Tuesday, October 22, 2013

Five days since my last post.  I had horrendous day last Thursday, it was one thing after another for me.  At one point, I came to do another post just to try to get away from it all.  My very kind and thoughtful husband (truly he is) left the box of See chocolates that we had received from his parents the night before sitting on the piano.  All day long they beckoned to me.  But I couldn't eat open the box because then he would know my dirty little secret.  I'm not 100% sugar free after all.  What if he came home a saw that I had in fact managed to down an entire box of chocolates (I'm only predicting what would have happened).  Maybe I could open them and say that my 4 yr old son had insisted on having one and I gave in.  And then I ended up giving him seven, because really that is what I would have had to say.  There is no way that I would have opened that box and eaten only one.  No way.  I didn't end up having the chocolates and ended up telling my husband about my evil plan but it was really hard.  Really hard.  No, seriously, really hard.  Just drink some water.  Yeah right.  Wait 10 mins, the craving will go away.  Yeah right.  Stare longingly at the box and want to cry.  Yeah, that's about right.

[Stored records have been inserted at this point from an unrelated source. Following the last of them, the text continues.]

//! Axis-aligned overlap between the player and the asteroid field
//!
//! Both entities are treated as squares of their configured size regardless
//! of how they are drawn. The comparisons are strict, so rects that merely
//! touch edges are still a miss.

use glam::Vec2;

use super::state::{Asteroid, Player};
use crate::consts::{ASTEROID_SIZE, PLAYER_SIZE};

/// Strict AABB overlap between two squares given by top-left corner and edge
#[inline]
pub fn rects_overlap(a: Vec2, a_size: f32, b: Vec2, b_size: f32) -> bool {
    a.x < b.x + b_size && a.x + a_size > b.x && a.y < b.y + b_size && a.y + a_size > b.y
}

/// True if any asteroid overlaps the player. Stops at the first hit; which
/// asteroid it was does not matter to the caller.
pub fn player_hit(player: &Player, asteroids: &[Asteroid]) -> bool {
    asteroids
        .iter()
        .any(|a| rects_overlap(player.pos, PLAYER_SIZE, a.pos, ASTEROID_SIZE))
}
use std::str::FromStr;
use std::time::Duration;

use sqlx::SqlitePool;
use sqlx::sqlite::{SqliteConnectOptions, SqlitePoolOptions};
use thiserror::Error;

use crate::repository::Storage;

mod course_repo;
mod mapping;
mod migrate;
mod progress_repo;
mod subscription_repo;

#[derive(Clone)]
pub struct SqliteRepository {
    pool: SqlitePool,
}

#[derive(Debug, Error)]
#[non_exhaustive]
pub enum SqliteInitError {
    #[error(transparent)]
    Sqlx(#[from] sqlx::Error),
}

impl SqliteRepository {
    /// Connect to `SQLite` using the given URL, creating the database file if
    /// it does not exist yet.
    ///
    /// # Errors
    ///
    /// Returns `SqliteInitError` if the connection cannot be established or if
    /// enforcing foreign key constraints fails during setup.
    pub async fn connect(database_url: &str) -> Result<Self, SqliteInitError> {
        let options = SqliteConnectOptions::from_str(database_url)?.create_if_missing(true);
        let pool = SqlitePoolOptions::new()
            .max_connections(5)
            .acquire_timeout(Duration::from_secs(5))
            .after_connect(|conn, _meta| {
                Box::pin(async move {
                    sqlx::query("PRAGMA foreign_keys = ON;")
                        .execute(&mut *conn)
                        .await?;
                    sqlx::query("PRAGMA journal_mode = WAL;")
                        .execute(&mut *conn)
                        .await?;
                    sqlx::query("PRAGMA busy_timeout = 5000;")
                        .execute(&mut *conn)
                        .await?;
                    Ok(())
                })
            })
            .connect_with(options)
            .await?;
        tracing::debug!(url = database_url, "sqlite pool ready");
        Ok(Self { pool })
    }

    #[must_use]
    pub fn pool(&self) -> &SqlitePool {
        &self.pool
    }

    /// Create tables if they do not exist.
    ///
    /// # Errors
    ///
    /// Returns `SqliteInitError` if migration queries fail.
    pub async fn migrate(&self) -> Result<(), SqliteInitError> {
        migrate::run_migrations(&self.pool).await
    }
}

impl Storage {
    /// Build a `Storage` backed by `SQLite`.
    ///
    /// # Errors
    ///
    /// Returns `SqliteInitError` if connection or migrations cannot be
    /// completed.
    pub async fn sqlite(database_url: &str) -> Result<Self, SqliteInitError> {
        let repo = SqliteRepository::connect(database_url).await?;
        repo.migrate().await?;
        Ok(Self::from_repository(repo))
    }
}

#[cfg(test)]
mod tests {
    use super::*;

    #[test]
    fn repository_is_send_sync() {
        fn assert_send_sync<T: Send + Sync>() {}
        assert_send_sync::<SqliteRepository>();
    }
}
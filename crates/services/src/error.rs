//! Shared error types for the services crate.

use thiserror::Error;

use lingo_core::model::{CourseId, LessonId, UserId};
use storage::repository::StorageError;
use storage::sqlite::SqliteInitError;

/// Errors emitted by `CourseService` and `LessonService`.
#[derive(Debug, Error)]
#[non_exhaustive]
pub enum LessonError {
    #[error("no progress recorded for user {0}")]
    NoUserProgress(UserId),
    #[error("course {0} not found")]
    CourseNotFound(CourseId),
    #[error(transparent)]
    Storage(#[from] StorageError),
}

/// Errors emitted while opening a quiz session.
#[derive(Debug, Error)]
#[non_exhaustive]
pub enum SessionError {
    #[error("lesson {0} not found")]
    LessonNotFound(LessonId),
    #[error("no active lesson to resume")]
    NoActiveLesson,
    #[error(transparent)]
    Lesson(#[from] LessonError),
}

/// Errors emitted while bootstrapping app services.
#[derive(Debug, Error)]
#[non_exhaustive]
pub enum AppServicesError {
    #[error(transparent)]
    Sqlite(#[from] SqliteInitError),
    #[error(transparent)]
    Storage(#[from] StorageError),
}
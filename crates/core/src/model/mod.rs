mod challenge;
mod course;
mod ids;
mod progress;
mod subscription;

pub use ids::{ChallengeId, CourseId, LessonId, OptionId, ParseIdError, UnitId, UserId};

pub use challenge::{ASSIST_TITLE, Challenge, ChallengeError, ChallengeKind, ChallengeOption};
pub use course::{Course, CourseOutline, Lesson, Unit};
pub use progress::{
    ChallengeProgress, DEFAULT_USER_IMAGE, DEFAULT_USER_NAME, Hearts, LeaderboardEntry,
    MAX_HEARTS, POINTS_PER_CHALLENGE, ProgressError, UserProgress,
};
pub use subscription::UserSubscription;
use std::fs;
use std::path::{Path, PathBuf};

use anyhow::Context;
use serde::Deserialize;

/// Config file looked up in the working directory when `--config` is absent.
pub const DEFAULT_CONFIG_FILE: &str = "lingo.toml";

#[derive(Debug, Clone, PartialEq, Eq, Deserialize)]
#[serde(default)]
pub struct Settings {
    pub database_url: String,
    pub user_id: String,
    pub user_name: Option<String>,
}

impl Default for Settings {
    fn default() -> Self {
        Self {
            database_url: "sqlite://./data/lingo.sqlite3".into(),
            user_id: "local".into(),
            user_name: None,
        }
    }
}

/// Command-line overrides, applied after the file and the environment.
#[derive(Debug, Default, Clone)]
pub struct Overrides {
    pub database_url: Option<String>,
    pub user_id: Option<String>,
    pub user_name: Option<String>,
}

/// Defaults, then the config file, then `LINGO_*` variables, then `overrides`.
///
/// A missing config file is not an error; a malformed one is.
pub fn load_settings(config: Option<&Path>, overrides: Overrides) -> anyhow::Result<Settings> {
    let path = config.map_or_else(|| PathBuf::from(DEFAULT_CONFIG_FILE), Path::to_path_buf);
    let mut settings = match fs::read_to_string(&path) {
        Ok(raw) => toml::from_str::<Settings>(&raw)
            .with_context(|| format!("invalid config file '{}'", path.display()))?,
        Err(err) if config.is_none() && err.kind() == std::io::ErrorKind::NotFound => {
            Settings::default()
        }
        Err(err) => {
            return Err(err).with_context(|| format!("failed to read '{}'", path.display()));
        }
    };

    settings.apply_env(|key| std::env::var(key).ok());
    settings.apply_overrides(overrides);
    Ok(settings)
}

impl Settings {
    fn apply_env(&mut self, lookup: impl Fn(&str) -> Option<String>) {
        if let Some(v) = lookup("LINGO_DB_URL") {
            self.database_url = v;
        }
        if let Some(v) = lookup("LINGO_USER_ID") {
            self.user_id = v;
        }
        if let Some(v) = lookup("LINGO_USER_NAME") {
            self.user_name = Some(v);
        }
    }

    fn apply_overrides(&mut self, overrides: Overrides) {
        if let Some(v) = overrides.database_url {
            self.database_url = v;
        }
        if let Some(v) = overrides.user_id {
            self.user_id = v;
        }
        if let Some(v) = overrides.user_name {
            self.user_name = Some(v);
        }
    }
}

/// Normalize a database setting into a `sqlite://` URL and create the
/// parent directory of the database file.
pub fn prepare_database_url(raw_database_url: &str) -> anyhow::Result<String> {
    let database_url = normalize_database_url(raw_database_url);
    ensure_parent_dir_exists(&database_url)?;
    Ok(database_url)
}

fn normalize_database_url(raw_database_url: &str) -> String {
    let raw_database_url = raw_database_url.trim();

    if raw_database_url.is_empty() {
        return Settings::default().database_url;
    }

    if raw_database_url.starts_with("sqlite::memory:") || raw_database_url.contains("://") {
        return raw_database_url.to_string();
    }

    let path = raw_database_url
        .strip_prefix("sqlite:")
        .unwrap_or(raw_database_url);
    format!("sqlite://{}", path.replace('\\', "/"))
}

fn ensure_parent_dir_exists(database_url: &str) -> anyhow::Result<()> {
    let Some(path) = sqlite_path(database_url) else {
        return Ok(());
    };
    let Some(parent) = path.parent().filter(|p| !p.as_os_str().is_empty()) else {
        return Ok(());
    };

    fs::create_dir_all(parent).with_context(|| {
        format!(
            "failed to create parent directory '{}' for database url '{database_url}'",
            parent.display()
        )
    })
}

fn sqlite_path(database_url: &str) -> Option<PathBuf> {
    if database_url.starts_with("sqlite::memory:") || !database_url.starts_with("sqlite:") {
        return None;
    }

    let path = database_url
        .trim_start_matches("sqlite://")
        .trim_start_matches("sqlite:")
        .split('?')
        .next()
        .unwrap_or_default();

    if path.is_empty() || path.starts_with("file:") {
        return None;
    }
    Some(PathBuf::from(path))
}
use lingo_core::engine::{AnswerStatus, Effect, Event, LessonState, reduce};
use lingo_core::model::{
    Challenge, ChallengeId, ChallengeKind, ChallengeOption, Hearts, LessonId, MAX_HEARTS, OptionId,
};
use proptest::prelude::*;

#[derive(Debug, Clone, Copy)]
enum Action {
    Select(u64),
    Submit,
}

#[derive(Debug, Clone, Copy)]
enum StoreReply {
    Recorded,
    Waived,
    NoHearts,
    Failed,
}

fn lesson(len: usize, completed: &[bool]) -> Vec<Challenge> {
    (1..=len as u64)
        .map(|id| {
            let cid = ChallengeId::new(id);
            Challenge::new(
                cid,
                LessonId::new(1),
                ChallengeKind::Select,
                format!("Q{id}"),
                id as u32,
                (0..3)
                    .map(|i| ChallengeOption::new(OptionId::new(id * 10 + i), cid, "x", i == 0))
                    .collect(),
            )
            .unwrap()
            .with_completed(completed.get(id as usize - 1).copied().unwrap_or(false))
        })
        .collect()
}

fn action() -> impl Strategy<Value = Action> {
    prop_oneof![(0u64..3).prop_map(Action::Select), Just(Action::Submit)]
}

fn reply() -> impl Strategy<Value = StoreReply> {
    prop_oneof![
        4 => Just(StoreReply::Recorded),
        1 => Just(StoreReply::Waived),
        1 => Just(StoreReply::NoHearts),
        1 => Just(StoreReply::Failed),
    ]
}

fn reply_event(effect: Effect, reply: StoreReply) -> Event {
    match (effect, reply) {
        (Effect::RecordCorrect(_), StoreReply::Recorded | StoreReply::Waived) => {
            Event::CorrectRecorded
        }
        (Effect::RecordIncorrect(_), StoreReply::Recorded) => {
            Event::IncorrectRecorded { heart_deducted: true }
        }
        (Effect::RecordIncorrect(_), StoreReply::Waived) => {
            Event::IncorrectRecorded { heart_deducted: false }
        }
        (_, StoreReply::NoHearts) => Event::InsufficientHearts,
        (_, StoreReply::Failed) => Event::WriteFailed,
    }
}

proptest! {
    #[test]
    fn hearts_and_index_stay_well_formed(
        len in 0usize..6,
        completed in proptest::collection::vec(any::<bool>(), 0..6),
        start_hearts in 0i64..=5,
        steps in proptest::collection::vec((action(), reply()), 0..80),
    ) {
        let challenges = lesson(len, &completed);
        let (mut state, _) = LessonState::start(&challenges, Hearts::new(start_hearts).unwrap());

        for (act, store) in steps {
            let before = state.clone();
            let event = match act {
                Action::Select(i) => {
                    let base = (before.challenge_index() as u64 + 1) * 10;
                    Event::Select(OptionId::new(base + i))
                }
                Action::Submit => Event::Submit,
            };

            let mut t = reduce(&state, &challenges, event);
            if let Some(effect) = t.effect {
                t = reduce(&t.state, &challenges, reply_event(effect, store));
                prop_assert!(t.effect.is_none());
            }
            state = t.state;

            prop_assert!(state.hearts().value() <= MAX_HEARTS);
            prop_assert!(!state.is_locked());
            prop_assert!(state.challenge_index() >= before.challenge_index());

            let advanced = state.challenge_index() - before.challenge_index();
            prop_assert!(advanced <= 1);
            if advanced == 1 {
                prop_assert!(matches!(act, Action::Submit));
                prop_assert_eq!(before.status(), AnswerStatus::Correct);
            }

            if matches!(act, Action::Submit) && before.status() == AnswerStatus::Wrong {
                prop_assert_eq!(state.status(), AnswerStatus::None);
                prop_assert_eq!(state.hearts(), before.hearts());
                prop_assert_eq!(state.challenge_index(), before.challenge_index());
            }

            if !before.is_practice() {
                prop_assert!(state.hearts() <= before.hearts());
            }
        }
    }
}
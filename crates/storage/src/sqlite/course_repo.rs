use std::collections::HashMap;

use lingo_core::model::{
    Challenge, ChallengeId, ChallengeOption, Course, CourseId, Lesson, LessonId, Unit, UnitId,
};

use super::SqliteRepository;
use super::mapping::{
    db, id_i64, map_challenge_row, map_course_row, map_lesson_row, map_option_row, map_unit_row,
    ser, write_err,
};
use crate::repository::{CourseRepository, StorageError};

#[async_trait::async_trait]
impl CourseRepository for SqliteRepository {
    async fn upsert_course(&self, course: &Course) -> Result<(), StorageError> {
        sqlx::query(
            r"
            INSERT INTO courses (id, title, image_src)
            VALUES (?1, ?2, ?3)
            ON CONFLICT(id) DO UPDATE SET
                title = excluded.title,
                image_src = excluded.image_src
            ",
        )
        .bind(id_i64("course_id", course.id.value())?)
        .bind(&course.title)
        .bind(&course.image_src)
        .execute(&self.pool)
        .await
        .map_err(write_err)?;
        Ok(())
    }

    async fn upsert_unit(&self, unit: &Unit) -> Result<(), StorageError> {
        sqlx::query(
            r"
            INSERT INTO units (id, course_id, title, description, sort_order)
            VALUES (?1, ?2, ?3, ?4, ?5)
            ON CONFLICT(id) DO UPDATE SET
                course_id = excluded.course_id,
                title = excluded.title,
                description = excluded.description,
                sort_order = excluded.sort_order
            ",
        )
        .bind(id_i64("unit_id", unit.id.value())?)
        .bind(id_i64("course_id", unit.course_id.value())?)
        .bind(&unit.title)
        .bind(&unit.description)
        .bind(i64::from(unit.order))
        .execute(&self.pool)
        .await
        .map_err(write_err)?;
        Ok(())
    }

    async fn upsert_lesson(&self, lesson: &Lesson) -> Result<(), StorageError> {
        sqlx::query(
            r"
            INSERT INTO lessons (id, unit_id, title, sort_order)
            VALUES (?1, ?2, ?3, ?4)
            ON CONFLICT(id) DO UPDATE SET
                unit_id = excluded.unit_id,
                title = excluded.title,
                sort_order = excluded.sort_order
            ",
        )
        .bind(id_i64("lesson_id", lesson.id.value())?)
        .bind(id_i64("unit_id", lesson.unit_id.value())?)
        .bind(&lesson.title)
        .bind(i64::from(lesson.order))
        .execute(&self.pool)
        .await
        .map_err(write_err)?;
        Ok(())
    }

    async fn upsert_challenge(&self, challenge: &Challenge) -> Result<(), StorageError> {
        let challenge_id = id_i64("challenge_id", challenge.id().value())?;
        let mut tx = self.pool.begin().await.map_err(db)?;

        sqlx::query(
            r"
            INSERT INTO challenges (id, lesson_id, kind, question, sort_order)
            VALUES (?1, ?2, ?3, ?4, ?5)
            ON CONFLICT(id) DO UPDATE SET
                lesson_id = excluded.lesson_id,
                kind = excluded.kind,
                question = excluded.question,
                sort_order = excluded.sort_order
            ",
        )
        .bind(challenge_id)
        .bind(id_i64("lesson_id", challenge.lesson_id().value())?)
        .bind(challenge.kind().as_str())
        .bind(challenge.question())
        .bind(i64::from(challenge.order()))
        .execute(&mut *tx)
        .await
        .map_err(write_err)?;

        sqlx::query("DELETE FROM challenge_options WHERE challenge_id = ?1")
            .bind(challenge_id)
            .execute(&mut *tx)
            .await
            .map_err(db)?;

        for option in challenge.options() {
            sqlx::query(
                r"
                INSERT INTO challenge_options (id, challenge_id, text, correct, image_src, audio_src)
                VALUES (?1, ?2, ?3, ?4, ?5, ?6)
                ",
            )
            .bind(id_i64("option_id", option.id.value())?)
            .bind(challenge_id)
            .bind(&option.text)
            .bind(option.correct)
            .bind(option.image_src.as_deref())
            .bind(option.audio_src.as_deref())
            .execute(&mut *tx)
            .await
            .map_err(write_err)?;
        }

        tx.commit().await.map_err(db)?;
        Ok(())
    }

    async fn list_courses(&self) -> Result<Vec<Course>, StorageError> {
        let rows = sqlx::query("SELECT id, title, image_src FROM courses ORDER BY id ASC")
            .fetch_all(&self.pool)
            .await
            .map_err(db)?;
        rows.iter().map(map_course_row).collect()
    }

    async fn get_course(&self, id: CourseId) -> Result<Option<Course>, StorageError> {
        let row = sqlx::query("SELECT id, title, image_src FROM courses WHERE id = ?1")
            .bind(id_i64("course_id", id.value())?)
            .fetch_optional(&self.pool)
            .await
            .map_err(db)?;
        row.as_ref().map(map_course_row).transpose()
    }

    async fn units_for_course(&self, course_id: CourseId) -> Result<Vec<Unit>, StorageError> {
        let rows = sqlx::query(
            r"
            SELECT id, course_id, title, description, sort_order
            FROM units
            WHERE course_id = ?1
            ORDER BY sort_order ASC, id ASC
            ",
        )
        .bind(id_i64("course_id", course_id.value())?)
        .fetch_all(&self.pool)
        .await
        .map_err(db)?;
        rows.iter().map(map_unit_row).collect()
    }

    async fn lessons_for_unit(&self, unit_id: UnitId) -> Result<Vec<Lesson>, StorageError> {
        let rows = sqlx::query(
            r"
            SELECT id, unit_id, title, sort_order
            FROM lessons
            WHERE unit_id = ?1
            ORDER BY sort_order ASC, id ASC
            ",
        )
        .bind(id_i64("unit_id", unit_id.value())?)
        .fetch_all(&self.pool)
        .await
        .map_err(db)?;
        rows.iter().map(map_lesson_row).collect()
    }

    async fn get_lesson(&self, id: LessonId) -> Result<Option<Lesson>, StorageError> {
        let row = sqlx::query("SELECT id, unit_id, title, sort_order FROM lessons WHERE id = ?1")
            .bind(id_i64("lesson_id", id.value())?)
            .fetch_optional(&self.pool)
            .await
            .map_err(db)?;
        row.as_ref().map(map_lesson_row).transpose()
    }

    async fn challenges_for_lesson(
        &self,
        lesson_id: LessonId,
    ) -> Result<Vec<Challenge>, StorageError> {
        let lesson = id_i64("lesson_id", lesson_id.value())?;

        let challenge_rows = sqlx::query(
            r"
            SELECT id, lesson_id, kind, question, sort_order
            FROM challenges
            WHERE lesson_id = ?1
            ORDER BY sort_order ASC, id ASC
            ",
        )
        .bind(lesson)
        .fetch_all(&self.pool)
        .await
        .map_err(db)?;

        let option_rows = sqlx::query(
            r"
            SELECT o.id, o.challenge_id, o.text, o.correct, o.image_src, o.audio_src
            FROM challenge_options o
            JOIN challenges c ON c.id = o.challenge_id
            WHERE c.lesson_id = ?1
            ORDER BY o.id ASC
            ",
        )
        .bind(lesson)
        .fetch_all(&self.pool)
        .await
        .map_err(db)?;

        let mut options: HashMap<ChallengeId, Vec<ChallengeOption>> = HashMap::new();
        for row in &option_rows {
            let option = map_option_row(row)?;
            options.entry(option.challenge_id).or_default().push(option);
        }

        let mut challenges = Vec::with_capacity(challenge_rows.len());
        for row in &challenge_rows {
            let c = map_challenge_row(row)?;
            let opts = options.remove(&c.id).unwrap_or_default();
            challenges.push(
                Challenge::new(c.id, c.lesson_id, c.kind, c.question, c.order, opts).map_err(ser)?,
            );
        }
        Ok(challenges)
    }
}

I am an emotional eater.  Hands down, you name an emotion and I will always associate it with a desire to indulge.  "What a great day!  Let's celebrate!"  "Today was horrible, I need something now."  "I could strangle someone right now!  I need some chocolate."  Happiness, sadness, anger, irritation, stress, you name it, I'm there.  I was having a very emotional conversation once with my husband that involved a lot of tears and he said to me "honey, please go get a blizzard".  That is how I roll.  Food can alleviate almost anything, at least temporarily.  But that's the problem, I feel relief and then something else happens.  I feel tired or I feel cranky or I get to the point that all I can think about it eating something yummy.  I'm literally thinking about where or how I'm going to get my fix about 70% of the time.  That can't be a good thing.  Who needs to have that be their focus in life?  Everyone knows that drug addicts do that, everyone knows that drug addicts will do anything for a fix, but sugar?  Really?  Ok, so I wouldn't go out and kill someone, I wouldn't rob a store just to get cash to buy something, but I would feel ashamed and hide just how much junk I eat from my family and friends.  I would finish off the last 6 brownies knowing that my kids will have spent the entire day thinking about that yummy leftover from last nights celebration.  That has happened too many times to count or admit to.  It's sad and pathetic and it's what a sugar addict does.  Will we ultimately be the downfall of society?  Of course not, but will we disappoint those closest to us?  Yes, and probably on a regular basis.  I guess I shouldn't say "we".  I actually have never had conversations with a sugar addict and asked them the worst thing they have done and how they have rationalized it.  Maybe I'm the only what that does that.  But even still, knowing that it's because of sugar is why I couldn't bring myself to open that blasted box of chocolates.  Instead I reached in the freezer and had about 5 chocolate chips.  And that was that.  To be honest, I don't like semi sweet chocolate chips by themselves, I'm not a dark chocolate fan and they don't leave me wanting more so I was hoping that was a safe solution.  And it did end up being a safe solution but I still gave in to feeding that emotional want.  Bit by bit, any progress is good, I just have to keep telling myself that.  I have to keep working on what works and what doesn't. 

22 days into it and it does in some ways seem to be getting easier.  As I said, I'm not perfect.  I would like to be but I'm just not there yet and I need to be ok with that.